Flowers Use Secret Language to Lure Bees

©. University of Bristol | Floral heat patterns from poppies.

New research finds that beyond what humans can see and smell, flowers use hidden cues to attract their pollinators.

While we humans go about thinking we know everything that’s going on in the world ... flowers and bees are busy all around us, communicating in ways that we don't have the capacity to sense. Researchers from the University of Bristol have discovered that many flowers produce not just signals that humans can see and smell, but also ones that are hidden to us, in this case, signals of heat.

The researchers used thermal imaging to study 118 species of flowers, of which 65 species (55 percent) – including many popular garden flowers – revealed complex patterns of heat in their petals. On average these patterns were 4 to 5 degrees Celsius warmer than the rest of the flower, although the patterns could be as much as 11 degrees Celsius warmer.

floral heat patterns

© University of Bristol

The scientists conducted a number of experiments using artificial flowers that mimicked the heat patterns, but were plain in appearance. They looked alike to human eyes; but the bees could tell them apart. The heat patterns helped the bees select the “flowers” most likely to offer the most nectar.
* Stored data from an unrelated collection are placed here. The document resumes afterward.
use crate::config::UpstreamConfig;
use crate::errors::PreviewError;
use crate::metrics_defs::UPSTREAM_ATTEMPTS;
use bytes::Bytes;
use http::header::{ACCEPT, CONTENT_TYPE, HeaderMap, HeaderName, HeaderValue};
use http::StatusCode;
use shared::counter;
use std::time::Duration;
use tokio::time::timeout;

/// An upstream response. The body is buffered for success statuses and left
/// empty otherwise.
#[derive(Debug, Clone)]
pub struct UpstreamResponse {
    pub url: String,
    pub status: StatusCode,
    pub content_type: Option<String>,
    pub body: Bytes,
}

impl UpstreamResponse {
    fn is_html(&self) -> bool {
        self.content_type
            .as_deref()
            .is_some_and(|ct| ct.to_ascii_lowercase().contains("text/html"))
    }
}

/// Outcome of walking the candidate list.
#[derive(Debug)]
pub enum Resolution {
    /// Successful response that is not the provider's warning page
    Accepted(UpstreamResponse),
    /// The most informative unacceptable response: an authoritative error, or
    /// the last 404 / warning page seen when every candidate was exhausted
    Problem(UpstreamResponse),
    /// No response was obtained at all
    Failed(PreviewError),
}

#[derive(Debug, PartialEq, Eq)]
enum Verdict {
    Accept,
    /// Unacceptable, but a later candidate may do better
    TryNext,
    /// Unacceptable and authoritative, stop here
    Stop,
}

fn classify(response: &UpstreamResponse, warning_marker: &str) -> Verdict {
    if !response.status.is_success() {
        return match response.status {
            StatusCode::NOT_FOUND => Verdict::TryNext,
            _ => Verdict::Stop,
        };
    }

    if response.is_html()
        && String::from_utf8_lossy(&response.body)
            .to_lowercase()
            .contains(warning_marker)
    {
        return Verdict::TryNext;
    }

    Verdict::Accept
}

/// Fallbacks collected while candidates are being tried.
#[derive(Default)]
struct Fallback {
    problem: Option<UpstreamResponse>,
    error: Option<PreviewError>,
}

impl Fallback {
    fn into_resolution(self) -> Resolution {
        match (self.problem, self.error) {
            (Some(problem), _) => Resolution::Problem(problem),
            (None, Some(error)) => Resolution::Failed(error),
            (None, None) => Resolution::Failed(PreviewError::NoAcceptableResponse),
        }
    }
}

/// Fetches candidate URLs in order until one yields an acceptable response.
pub struct Resolver {
    client: reqwest::Client,
    budget: Duration,
    warning_marker: String,
}

impl Resolver {
    pub fn new(config: &UpstreamConfig) -> Result<Self, PreviewError> {
        let skip_warning = HeaderName::from_bytes(config.skip_warning_header.as_bytes())
            .map_err(|_| PreviewError::InvalidHeader(config.skip_warning_header.clone()))?;

        let mut headers = HeaderMap::new();
        headers.insert(ACCEPT, HeaderValue::from_static("*/*"));
        headers.insert(skip_warning, HeaderValue::from_static("true"));

        let client = reqwest::Client::builder()
            .default_headers(headers)
            .timeout(Duration::from_secs(config.request_timeout_secs))
            .build()?;

        Ok(Resolver {
            client,
            budget: Duration::from_secs(config.resolution_budget_secs),
            warning_marker: config.warning_marker.to_lowercase(),
        })
    }

    /// Tries `candidates` strictly in order, never concurrently.
    pub async fn resolve(&self, candidates: &[String]) -> Resolution {
        match timeout(self.budget, self.walk(candidates)).await {
            Ok(resolution) => resolution,
            Err(_) => {
                tracing::warn!(
                    budget_secs = self.budget.as_secs(),
                    candidates = candidates.len(),
                    "Preview resolution timed out"
                );
                Resolution::Failed(PreviewError::UpstreamTimeout)
            }
        }
    }

    async fn walk(&self, candidates: &[String]) -> Resolution {
        let mut fallback = Fallback::default();

        for url in candidates {
            let response = match self.fetch(url).await {
                Ok(response) => response,
                Err(e) => {
                    counter!(UPSTREAM_ATTEMPTS, "result" => "transport_error").increment(1);
                    tracing::warn!(url = %url, error = %e, "Preview candidate fetch failed");
                    fallback.error = Some(e);
                    continue;
                }
            };

            match classify(&response, &self.warning_marker) {
                Verdict::Accept => {
                    counter!(UPSTREAM_ATTEMPTS, "result" => "accepted").increment(1);
                    return Resolution::Accepted(response);
                }
                Verdict::Stop => {
                    counter!(UPSTREAM_ATTEMPTS, "result" => "error_status").increment(1);
                    tracing::warn!(
                        url = %url,
                        status = %response.status,
                        "Preview candidate returned an error status"
                    );
                    return Resolution::Problem(response);
                }
                Verdict::TryNext => {
                    counter!(UPSTREAM_ATTEMPTS, "result" => "retry").increment(1);
                    tracing::debug!(
                        url = %url,
                        status = %response.status,
                        "Preview candidate not usable, trying next"
                    );
                    fallback.problem = Some(response);
                }
            }
        }

        fallback.into_resolution()
    }

    async fn fetch(&self, url: &str) -> Result<UpstreamResponse, PreviewError> {
        let request_failed = |source: reqwest::Error| PreviewError::UpstreamRequest {
            url: url.to_string(),
            source,
        };

        let response = self.client.get(url).send().await.map_err(request_failed)?;
        let status = response.status();
        let content_type = response
            .headers()
            .get(CONTENT_TYPE)
            .and_then(|v| v.to_str().ok())
            .map(String::from);
        // Error bodies are never relayed, so only successful responses are read.
        let body = match status.is_success() {
            true => response.bytes().await.map_err(request_failed)?,
            false => Bytes::new(),
        };

        Ok(UpstreamResponse {
            url: url.to_string(),
            status,
            content_type,
            body,
        })
    }
}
The authors explain that bumblebees, honeybees and stingless bees use thermal detectors in their antennae and tarsi to help figure out which flowers are which.

“Bumblebees, who visit a wide range of different flowers, were found to be able to use these patterns to distinguish between different flowers and the rewards that they provide,” notes the University.

Dr. Heather Whitney, lead author of the study, says that "The presence of multiple cues on flowers is known to enhance the ability of bees to forage efficiently, so maximising the amount of food they can take back to sustain the rest of their colony.”

In addition to providing invisible messages to the bees, warm flowers offer another perq as well: they keep pollinators warm. Offering a cozy stop for insects while they do their work, the warmth allows the pollinators to maintain a body temperature above their minimum threshold for flying. “This allows pollinators to forage and collect nectar in colder conditions,” explain the authors, “and avoid the metabolic costs they might incur if they have to warm themselves for flight.”

Thus, heated petals and the patterns they offer serve as a boon to both bee and bloom ... a secret language, of sorts; a beautiful little world, completely invisible to the human senses.